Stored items
=======
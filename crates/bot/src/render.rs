//! Text rendering for `/servers` results.

use std::fmt::Write;

use juicebot_core::{ListResult, ServerError, TargetState, ToggleOutcome, ToggleResult, GUILDS_KEY, MARKER_KEY};

/// Shown for any failure talking to the cluster; details only go to the log.
pub const UNAVAILABLE: &str = "❌ The game server service is unavailable right now, try again later.";

pub fn list(res: &ListResult, guild_id: &str) -> String {
    if res.is_empty() {
        return format!(
            "No game servers found for this guild. Make sure deployments/statefulsets have the label `{}` and this guild ID ({}) in the comma-separated `{}` annotation",
            MARKER_KEY, guild_id, GUILDS_KEY
        );
    }
    let mut out = String::from("**Game Servers:**\n");
    for s in &res.servers {
        let (emoji, status) = if s.running { ("🟢", "running") } else { ("🔴", "stopped") };
        let _ = writeln!(
            out,
            "{} **{}** ({}/{}) - {} ({}/{} replicas)",
            emoji, s.display_name, s.namespace, s.name, status, s.ready_replicas, s.desired_replicas
        );
    }
    out
}

pub fn toggle(res: &ToggleResult) -> String {
    match (res.outcome, res.target) {
        (ToggleOutcome::Started, _) => format!("🟢 Starting server **{}** ({})", res.name(), res.server),
        (ToggleOutcome::Stopped, _) => format!("🔴 Stopping server **{}** ({})", res.name(), res.server),
        (ToggleOutcome::AlreadyInState, TargetState::Running) => format!("❌ Server **{}** is already running!", res.name()),
        (ToggleOutcome::AlreadyInState, TargetState::Stopped) => format!("❌ Server **{}** is already stopped!", res.name()),
        (ToggleOutcome::NotFoundOrForbidden, _) => format!("❌ Server **{}** not found", res.server),
    }
}

pub fn error(_err: &ServerError) -> String { UNAVAILABLE.to_string() }

/// Metric label for a toggle outcome.
pub fn outcome_label(outcome: ToggleOutcome) -> &'static str {
    match outcome {
        ToggleOutcome::Started => "started",
        ToggleOutcome::Stopped => "stopped",
        ToggleOutcome::AlreadyInState => "already_in_state",
        ToggleOutcome::NotFoundOrForbidden => "not_found",
    }
}
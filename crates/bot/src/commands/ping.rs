use anyhow::Result;
use serenity::all::{CommandInteraction, Context, CreateCommand};

use super::respond;

pub fn register() -> CreateCommand { CreateCommand::new("ping").description("pong") }

pub async fn run(ctx: &Context, command: &CommandInteraction) -> Result<()> { respond(ctx, command, "pong!").await }
//! YAML bot configuration. Every section is optional and falls back to defaults.

use std::path::Path;

use anyhow::{Context, Result};
use serde::{Deserialize, Deserializer, Serialize};

#[derive(Debug, Clone, Default, Serialize, Deserialize, PartialEq, Eq)]
#[serde(default)]
pub struct Config {
    /// Dump the parsed config at startup.
    pub debug: bool,
    pub servers: ServersConfig,
    pub callout: CalloutConfig,
    pub dog: DogConfig,
    pub name_history: NameHistoryConfig,
}

#[derive(Debug, Clone, Serialize, Deserialize, PartialEq, Eq)]
#[serde(default)]
pub struct ServersConfig {
    /// The only namespace game servers are listed from and scaled in.
    pub namespace: String,
    /// Upper bound for one list/start/stop round trip to the cluster.
    pub timeout_secs: u64,
}

impl Default for ServersConfig {
    fn default() -> Self { Self { namespace: "games".to_string(), timeout_secs: 10 } }
}

#[derive(Debug, Clone, Serialize, Deserialize, PartialEq, Eq)]
#[serde(default)]
pub struct CalloutConfig {
    #[serde(deserialize_with = "ids")]
    pub guilds: Vec<String>,
    pub messages: Vec<String>,
    /// A message gets a callout with probability 1/chance. 0 disables callouts.
    pub chance: u32,
}

impl Default for CalloutConfig {
    fn default() -> Self { Self { guilds: Vec::new(), messages: Vec::new(), chance: 100 } }
}

#[derive(Debug, Clone, Serialize, Deserialize, PartialEq, Eq)]
#[serde(default)]
pub struct DogConfig {
    /// Unicode emoji or `<:name:id>` custom emoji.
    pub emote: String,
}

impl Default for DogConfig {
    fn default() -> Self { Self { emote: "🐕".to_string() } }
}

#[derive(Debug, Clone, Default, Serialize, Deserialize, PartialEq, Eq)]
#[serde(default)]
pub struct NameHistoryConfig {
    #[serde(deserialize_with = "ids")]
    pub guilds: Vec<String>,
    /// Channel that gets a "has a new name!" post for each recorded change.
    pub announce_channel: Option<u64>,
}

impl Config {
    pub fn load(path: &Path) -> Result<Self> {
        let text = std::fs::read_to_string(path).with_context(|| format!("reading config {}", path.display()))?;
        Self::parse(&text).with_context(|| format!("parsing config {}", path.display()))
    }

    pub fn parse(text: &str) -> Result<Self> {
        if text.trim().is_empty() {
            return Ok(Self::default());
        }
        Ok(serde_yaml::from_str(text)?)
    }
}

/// Discord ids are written either quoted or as bare integers.
fn ids<'de, D: Deserializer<'de>>(de: D) -> Result<Vec<String>, D::Error> {
    #[derive(Deserialize)]
    #[serde(untagged)]
    enum Id {
        Num(u64),
        Str(String),
    }
    let raw = Vec::<Id>::deserialize(de)?;
    Ok(raw
        .into_iter()
        .map(|id| match id {
            Id::Num(n) => n.to_string(),
            Id::Str(s) => s.trim().to_string(),
        })
        .collect())
}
=======
__Problem requirements__:
Look above for the line with "pub fn outcome_label(outcome: ToggleOutcome)" and the line with "pub struct DogConfig", and reproduce exactly those two lines plus every line between, nothing more.

__Exercise output__:
pub fn outcome_label(outcome: ToggleOutcome) -> &'static str {
    match outcome {
        ToggleOutcome::Started => "started",
        ToggleOutcome::Stopped => "stopped",
        ToggleOutcome::AlreadyInState => "already_in_state",
        ToggleOutcome::NotFoundOrForbidden => "not_found",
    }
}
filename crates/bot/src/commands/ping.rs
use anyhow::Result;
use serenity::all::{CommandInteraction, Context, CreateCommand};

use super::respond;

pub fn register() -> CreateCommand { CreateCommand::new("ping").description("pong") }

pub async fn run(ctx: &Context, command: &CommandInteraction) -> Result<()> { respond(ctx, command, "pong!").await }
//! YAML bot configuration. Every section is optional and falls back to defaults.

use std::path::Path;

use anyhow::{Context, Result};
use serde::{Deserialize, Deserializer, Serialize};

#[derive(Debug, Clone, Default, Serialize, Deserialize, PartialEq, Eq)]
#[serde(default)]
pub struct Config {
    /// Dump the parsed config at startup.
    pub debug: bool,
    pub servers: ServersConfig,
    pub callout: CalloutConfig,
    pub dog: DogConfig,
    pub name_history: NameHistoryConfig,
}

#[derive(Debug, Clone, Serialize, Deserialize, PartialEq, Eq)]
#[serde(default)]
pub struct ServersConfig {
    /// The only namespace game servers are listed from and scaled in.
    pub namespace: String,
    /// Upper bound for one list/start/stop round trip to the cluster.
    pub timeout_secs: u64,
}

impl Default for ServersConfig {
    fn default() -> Self { Self { namespace: "games".to_string(), timeout_secs: 10 } }
}

#[derive(Debug, Clone, Serialize, Deserialize, PartialEq, Eq)]
#[serde(default)]
pub struct CalloutConfig {
    #[serde(deserialize_with = "ids")]
    pub guilds: Vec<String>,
    pub messages: Vec<String>,
    /// A message gets a callout with probability 1/chance. 0 disables callouts.
    pub chance: u32,
}

impl Default for CalloutConfig {
    fn default() -> Self { Self { guilds: Vec::new(), messages: Vec::new(), chance: 100 } }
}

#[derive(Debug, Clone, Serialize, Deserialize, PartialEq, Eq)]
#[serde(default)]
pub struct DogConfig {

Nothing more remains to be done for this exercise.